I started playing the trumpet in the fifth grade and began playing professionally in high school. I studied formally with Pittsburgh Symphony trumpeters Charles Hois, Roger Sherman and Frank Ostrowski, and briefly with New York city freelance artist Bob McCoy, formerly of the Doc Severinsen-led Tonight Show band.
I discovered Miles Davis while playing in my high school big band. The first Davis album I heard was the incendiary On the Corner; frankly, I have not been the same since. Shortly thereafter, I heard him perform in Pittsburgh at the old Syria Mosque with his Agharta band, opening for Herbie Hancock's Chameleon-era Headhunters band. At the same time, I was heavily into Jimi Hendrix, Black Sabbath and Led Zeppelin, and discovering Stravinsky, Bartok, Subotnick, Messiaen, and Basie, etc. From Davis and Hendrix I realized that an electric guitar/trumpet was nothing more than an amplified acoustic instrument, so I began to imagine how I could do it.
I eventually ended up traveling, playing nearly every night for about eight years in a series of funk and fusion bands, and even played for several months in Atlantic City casinos! This experience led me into theTower of Power, Earth Wind and Fire, and early Prince and Cameo. At this time I started using the electric (amplifed acoustic) trumpet through a wah pedal for soloing.
After leaving the road, I attended Carnegie Mellon University where I earned my B.F.A. in composition. I continued playing trumpet professionally in Pittsburgh and for school ensembles, and started composing electroacoustic pieces with processed trumpet. At Carnegie Mellon, I met Roger Dannenberg, who introduced me to his MIDI trumpet interface. After C.M.U., I went to the Eastman School of Music to pursue an M.A. in composition. At Eastman, I discovered that (electric)trumpeter/composer Jon Hassell was an alum with a Masters in composition. I continued composing electroacoustic works with processed and now MIDI trumpet, and started recording and performing with colleagues Michael Demurga (Spleenclutch), David Rogers (In Your Ear festival) and Brannon Hungness and John Bergstrom's Oblivion Ensemble. After an epiphany of sorts, I concluded I should more seriously embrace my passion for the MIDI/Electric trumpet.

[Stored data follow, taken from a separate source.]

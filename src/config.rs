//! JSON run descriptions.

use std::path::Path;

use serde::{Deserialize, Serialize};

use crate::aggregate::AggregateSpec;
use crate::container::{Container, Cuboid, Cylinder, Notch};
use crate::error::{ConfigError, Result};
use crate::packing::{PackingPlan, PackingSettings, PhysicsParams};

/// One aggregate class as written in a run file.
#[derive(Debug, Clone, PartialEq, Serialize, Deserialize)]
pub struct AggregateConfig {
    pub id: String,
    pub a: f64,
    pub b: f64,
    pub c: f64,
    #[serde(alias = "vf_max")]
    pub target_volume_fraction: f64,
    #[serde(alias = "n_cuts")]
    pub sample_count: usize,
}

/// Container shape, tagged by `"shape"`.
#[derive(Debug, Clone, Copy, PartialEq, Serialize, Deserialize)]
#[serde(tag = "shape", rename_all = "lowercase")]
pub enum ContainerConfig {
    Cuboid { width: f64, height: f64, depth: f64 },
    Cylinder { radius: f64, height: f64 },
}

/// A complete packing run: population, container, physics and scheduler
/// settings.
#[derive(Debug, Clone, PartialEq, Serialize, Deserialize)]
pub struct RunConfig {
    pub aggregates: Vec<AggregateConfig>,
    pub container: ContainerConfig,
    #[serde(default)]
    pub notch: Option<Notch>,
    #[serde(default)]
    pub physics: PhysicsParams,
    #[serde(default)]
    pub packing: PackingSettings,
}

impl RunConfig {
    /// Parses a run description from JSON text.
    ///
    /// # Errors
    ///
    /// Returns an error if the text is not a valid run description.
    pub fn from_json_str(json: &str) -> Result<Self> {
        Ok(serde_json::from_str(json).map_err(ConfigError::from)?)
    }

    /// Loads a run description from a JSON file.
    ///
    /// # Errors
    ///
    /// Returns an error if the file cannot be read or parsed.
    pub fn from_path(path: impl AsRef<Path>) -> Result<Self> {
        let json = std::fs::read_to_string(path).map_err(ConfigError::from)?;
        Self::from_json_str(&json)
    }

    /// Builds validated aggregate specs.
    ///
    /// # Errors
    ///
    /// Returns an error if any aggregate is malformed.
    pub fn specs(&self) -> Result<Vec<AggregateSpec>> {
        self.aggregates
            .iter()
            .map(|agg| {
                AggregateSpec::new(
                    agg.id.clone(),
                    agg.a,
                    agg.b,
                    agg.c,
                    agg.target_volume_fraction,
                    agg.sample_count,
                )
            })
            .collect()
    }

    /// Builds the container.
    ///
    /// # Errors
    ///
    /// Returns an error if a dimension is not positive and finite.
    pub fn container(&self) -> Result<Box<dyn Container>> {
        Ok(match self.container {
            ContainerConfig::Cuboid {
                width,
                height,
                depth,
            } => Box::new(Cuboid::new(width, height, depth)?),
            ContainerConfig::Cylinder { radius, height } => {
                Box::new(Cylinder::new(radius, height)?)
            }
        })
    }

    #[must_use]
    pub fn settings(&self) -> PackingSettings {
        self.packing
    }

    /// Assembles a [`PackingPlan`] ready to start against a physics world.
    ///
    /// # Errors
    ///
    /// Returns an error if the aggregates, container or notch are malformed.
    pub fn plan(&self) -> Result<PackingPlan> {
        let mut plan = PackingPlan::new(self.specs()?, self.container()?)
            .with_settings(self.packing)
            .with_physics(self.physics);
        if let Some(notch) = self.notch {
            notch.validate()?;
            plan = plan.with_notch(notch);
        }
        Ok(plan)
    }
}

#[cfg(test)]
#[allow(clippy::unwrap_used)]
mod tests {
    use approx::assert_relative_eq;

    use super::*;
    use crate::container::NotchDirection;
    use crate::error::GranulisError;
    use crate::gradation::CountBasis;
    use crate::packing::PoolPolicy;

    const CYLINDER_RUN: &str = r#"{
        "aggregates": [
            {"id": "fine", "a": 1.0, "b": 0.8, "c": 0.6, "vf_max": 0.4, "n_cuts": 20},
            {"id": "coarse", "a": 3.0, "b": 2.0, "c": 2.0, "target_volume_fraction": 0.6, "sample_count": 30}
        ],
        "container": {"shape": "cylinder", "radius": 10.0, "height": 20.0},
        "notch": {"height": 1.5, "width": 4.0, "direction": "z"},
        "physics": {"friction": 0.7, "gravity": -3.0},
        "packing": {"seed": 11, "pool_policy": "exhaust", "count_basis": "ellipsoid"}
    }"#;

    #[test]
    fn parses_full_run_with_aliases() {
        let config = RunConfig::from_json_str(CYLINDER_RUN).unwrap();

        assert_eq!(config.aggregates.len(), 2);
        assert_relative_eq!(config.aggregates[0].target_volume_fraction, 0.4);
        assert_eq!(config.aggregates[0].sample_count, 20);
        assert_eq!(
            config.container,
            ContainerConfig::Cylinder {
                radius: 10.0,
                height: 20.0
            }
        );
        assert_eq!(config.notch.unwrap().direction, NotchDirection::Z);
        assert_relative_eq!(config.physics.material.friction, 0.7);
        assert_relative_eq!(config.physics.material.restitution, 0.0);
        assert_relative_eq!(config.physics.body_scale, 1.0);

        let settings = config.settings();
        assert_eq!(settings.seed, Some(11));
        assert_eq!(settings.pool_policy, PoolPolicy::Exhaust);
        assert_eq!(settings.count_basis, CountBasis::Ellipsoid);
        assert_eq!(settings.headroom_layers, 5);
    }

    #[test]
    fn minimal_run_uses_defaults() {
        let config = RunConfig::from_json_str(
            r#"{
                "aggregates": [{"id": "0", "a": 1, "b": 1, "c": 1, "vf_max": 1.0, "n_cuts": 8}],
                "container": {"shape": "cuboid", "width": 4, "height": 4, "depth": 4}
            }"#,
        )
        .unwrap();

        assert!(config.notch.is_none());
        assert_eq!(config.physics, PhysicsParams::default());
        assert_eq!(config.settings(), PackingSettings::default());
        assert_eq!(config.settings().count_basis, CountBasis::Hull);
        assert_relative_eq!(config.container().unwrap().volume(), 64.0);
        assert_eq!(config.specs().unwrap()[0].id(), "0");
    }

    #[test]
    fn builds_cylinder_container() {
        let config = RunConfig::from_json_str(CYLINDER_RUN).unwrap();
        let container = config.container().unwrap();
        assert_relative_eq!(container.height(), 20.0);
        assert_relative_eq!(
            container.volume(),
            std::f64::consts::PI * 100.0 * 20.0,
            epsilon = 1e-9
        );
    }

    #[test]
    fn invalid_aggregate_surfaces_as_input_error() {
        let mut config = RunConfig::from_json_str(CYLINDER_RUN).unwrap();
        config.aggregates[1].a = -1.0;
        assert!(matches!(config.specs(), Err(GranulisError::Input(_))));
        assert!(config.plan().is_err());
    }

    #[test]
    fn unknown_shape_is_a_parse_error() {
        let result = RunConfig::from_json_str(
            r#"{"aggregates": [], "container": {"shape": "sphere", "radius": 1}}"#,
        );
        assert!(matches!(
            result,
            Err(GranulisError::Config(ConfigError::Parse(_)))
        ));
    }

    #[test]
    fn missing_file_is_an_io_error() {
        let result = RunConfig::from_path("/nonexistent/granulis/run.json");
        assert!(matches!(result, Err(GranulisError::Config(ConfigError::Io(_)))));
    }

    #[test]
    fn round_trips_through_json() {
        let config = RunConfig::from_json_str(CYLINDER_RUN).unwrap();
        let json = serde_json::to_string(&config).unwrap();
        assert_eq!(RunConfig::from_json_str(&json).unwrap(), config);
    }
}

I then entered the Ph.D. program in composition and music theory at the University of Michigan. One of the first faculty members I met was Stephen Rush, who invited me to join his Digital Music Ensemble. D.M.E. enabled me to compose and perform with electronic instruments and performers; that year we performed and recorded with Blue Gene Tyranny. I also met Ed Sarath, the Director of Jazz Studies, and joined his Creative Arts Orchestra, an improvising orchestra. The following year we performed with Gregg Bendian at the Knitting Factory. I continued to compose electroacoustic works with processed and MIDI trumpet and co-founded the amazing Maschina, a four-piece rock/funk/prog/punk/glam/jazz band that was spawned by C.A.O. Maschina extensively toured the region with great success, played the Knitting Factory several times and eventually re-located to Chicago for one year before flaming out. For me, Maschina embodied a dream that started when I heard On the Corner: to form a rock band that created and performed music of the highest caliber, while replacing the traditional guitar and keyboard parts with electric trumpet; it worked ecstatically. Post Maschina, Alana Rocklin and I performed and recorded with The All Rectangle, a then Chicago-based trio playing a jazz/electronica/drum 'n bass hybrid.

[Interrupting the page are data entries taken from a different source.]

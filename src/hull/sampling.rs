use std::f64::consts::TAU;

use rand::Rng;

use crate::math::Point3;

/// Draws a random point on the surface of an axis-aligned ellipsoid.
///
/// The azimuth is uniform in `[0, 2*pi)` and the sine of the polar angle is
/// uniform in `[-1, 1)`. For a sphere this is uniform over the surface; for
/// other axis ratios points cluster towards the poles, and generated shapes
/// depend on that clustering.
pub fn point_on_ellipsoid<R: Rng>(rng: &mut R, a: f64, b: f64, c: f64) -> Point3 {
    let azimuth = rng.random::<f64>() * TAU;
    let sin_polar = 2.0 * rng.random::<f64>() - 1.0;
    let cos_polar = (1.0 - sin_polar * sin_polar).max(0.0).sqrt();

    Point3::new(
        a * cos_polar * azimuth.cos(),
        b * cos_polar * azimuth.sin(),
        c * sin_polar,
    )
}

#[cfg(test)]
mod tests {
    use rand::rngs::StdRng;
    use rand::SeedableRng;

    use super::*;

    #[test]
    fn points_lie_on_the_surface() {
        let mut rng = StdRng::seed_from_u64(5);
        let (a, b, c) = (3.0, 2.0, 0.5);
        for _ in 0..1000 {
            let q = point_on_ellipsoid(&mut rng, a, b, c);
            let f = (q.x / a).powi(2) + (q.y / b).powi(2) + (q.z / c).powi(2);
            assert!((f - 1.0).abs() < 1e-9, "implicit form = {f}");
        }
    }

    #[test]
    fn points_stay_inside_bounding_box() {
        let mut rng = StdRng::seed_from_u64(6);
        for _ in 0..1000 {
            let q = point_on_ellipsoid(&mut rng, 1.0, 2.0, 3.0);
            assert!(q.x.abs() <= 1.0 + 1e-12);
            assert!(q.y.abs() <= 2.0 + 1e-12);
            assert!(q.z.abs() <= 3.0 + 1e-12);
        }
    }

    #[test]
    fn sphere_samples_balance_hemispheres() {
        let mut rng = StdRng::seed_from_u64(8);
        let upper = (0..4000)
            .filter(|_| point_on_ellipsoid(&mut rng, 1.0, 1.0, 1.0).z > 0.0)
            .count();
        assert!((1700..2300).contains(&upper), "upper hemisphere: {upper}");
    }
}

For many years I performed--acoustic and electric--with Stephen Rush and Quartex at the Canterbury House, the Episcopal ministry on the University of Michigan campus. We've performed for Archbishop Desmond Tutu in Houston, Texas, with Pauline Oliveros at her Deep Listening Space in Kingston, NY,, and with Hans Roedelius at the Detroit Institute of Art. We explored the music of Ornette Coleman, Sun Ra, Miles Davis, Sonny Sharrock, Bill Frisell, and our own, in a liturgical setting known as the Jazz Mass, which continues to this day.

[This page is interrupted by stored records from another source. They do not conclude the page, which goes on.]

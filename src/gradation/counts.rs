use rand::Rng;
use serde::{Deserialize, Serialize};
use tracing::warn;

use crate::aggregate::AggregateSpec;
use crate::error::{InputError, Result};
use crate::hull::GenerateHull;

/// Which per-class volume the count derivation divides by.
#[derive(Debug, Clone, Copy, PartialEq, Eq, Default, Serialize, Deserialize)]
#[serde(rename_all = "lowercase")]
pub enum CountBasis {
    /// Empirical volume of one reference hull generated per class.
    #[default]
    Hull,
    /// Nominal ellipsoid volume `4/3 * pi * a * b * c`.
    Ellipsoid,
}

impl CountBasis {
    /// Returns the volume of each class under this basis.
    ///
    /// A reference hull that fails to build yields `NaN`, which the count
    /// derivation treats as a class with no volume.
    pub fn volumes<R: Rng>(self, specs: &[AggregateSpec], rng: &mut R) -> Vec<f64> {
        match self {
            Self::Ellipsoid => specs.iter().map(AggregateSpec::ellipsoid_volume).collect(),
            Self::Hull => specs
                .iter()
                .map(|spec| match GenerateHull::new(spec).execute(&mut *rng) {
                    Ok(hull) => hull.volume(),
                    Err(err) => {
                        warn!(aggregate = spec.id(), %err, "reference hull failed");
                        f64::NAN
                    }
                })
                .collect(),
        }
    }
}

/// Derives how many particles of each class to place.
///
/// The class with the largest empirical hull volume (first one on ties)
/// fixes the total
/// solid volume as `volume / target_volume_fraction`. Every class then gets
/// `round(target_volume_fraction * total / volume)` particles. Classes with a
/// zero or non-finite volume get zero.
pub struct DeriveCounts<'a> {
    specs: &'a mut [AggregateSpec],
    volumes: Option<Vec<f64>>,
}

impl<'a> DeriveCounts<'a> {
    /// Creates a new `DeriveCounts` operation.
    ///
    /// Without [`Self::with_volumes`] the nominal ellipsoid volumes are used.
    #[must_use]
    pub fn new(specs: &'a mut [AggregateSpec]) -> Self {
        Self {
            specs,
            volumes: None,
        }
    }

    /// Uses explicit per-class volumes, in the same order as the classes.
    #[must_use]
    pub fn with_volumes(mut self, volumes: Vec<f64>) -> Self {
        self.volumes = Some(volumes);
        self
    }

    /// Executes the derivation, assigning each class its draw count and
    /// returning the total number of particles.
    ///
    /// # Errors
    ///
    /// Returns an error if the explicit volume list does not match the number
    /// of classes, or a class already carries a draw count.
    #[allow(clippy::cast_possible_truncation, clippy::cast_sign_loss, clippy::cast_precision_loss)]
    pub fn execute(self) -> Result<usize> {
        let volumes = match self.volumes {
            Some(volumes) => {
                if volumes.len() != self.specs.len() {
                    let n = self.specs.len() as f64;
                    return Err(InputError::ParameterOutOfRange {
                        parameter: "volumes.len()",
                        value: volumes.len() as f64,
                        min: n,
                        max: n,
                    }
                    .into());
                }
                volumes
            }
            None => self
                .specs
                .iter()
                .map(AggregateSpec::ellipsoid_volume)
                .collect(),
        };

        let usable = |v: f64| v.is_finite() && v > 0.0;
        let mut largest: Option<usize> = None;
        for (index, &volume) in volumes.iter().enumerate() {
            if usable(volume) && largest.is_none_or(|best| volume > volumes[best]) {
                largest = Some(index);
            }
        }

        let total_volume = largest.map_or(0.0, |index| {
            volumes[index] / self.specs[index].target_volume_fraction()
        });

        let mut total: usize = 0;
        for (spec, &volume) in self.specs.iter_mut().zip(&volumes) {
            let count = if usable(volume) {
                (spec.target_volume_fraction() * total_volume / volume).round() as usize
            } else {
                0
            };
            spec.assign_draw_count(count)?;
            total = total.saturating_add(count);
        }

        Ok(total)
    }
}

I recently completed the solo recording This Electric Trumpet comprised of polyrhythmic/metric, turntable-based drum loops and e-trumpet: only. My most recent band is a trio of myself, cellist Katri Ervamaa and percussionist Michael Gould. We're called E3Q and our public debut was for Edgefest 2005 at The Firefly club in Ann Arbor. My current e-trumpet setup now foregoes foot pedal processing and has moved entirely to a laptop. I avoided moving to a laptop for years because, you know, everybody was doing it, but I'm convinced now that software is infinitely more flexible, vast. amd ergonomic. So, now I'm running live into Logic and MAX/MSP, and hope to explore Lisa sometime soon. My second solo album, This Bionic Trumpet, is now released and available via download from all the major outlets.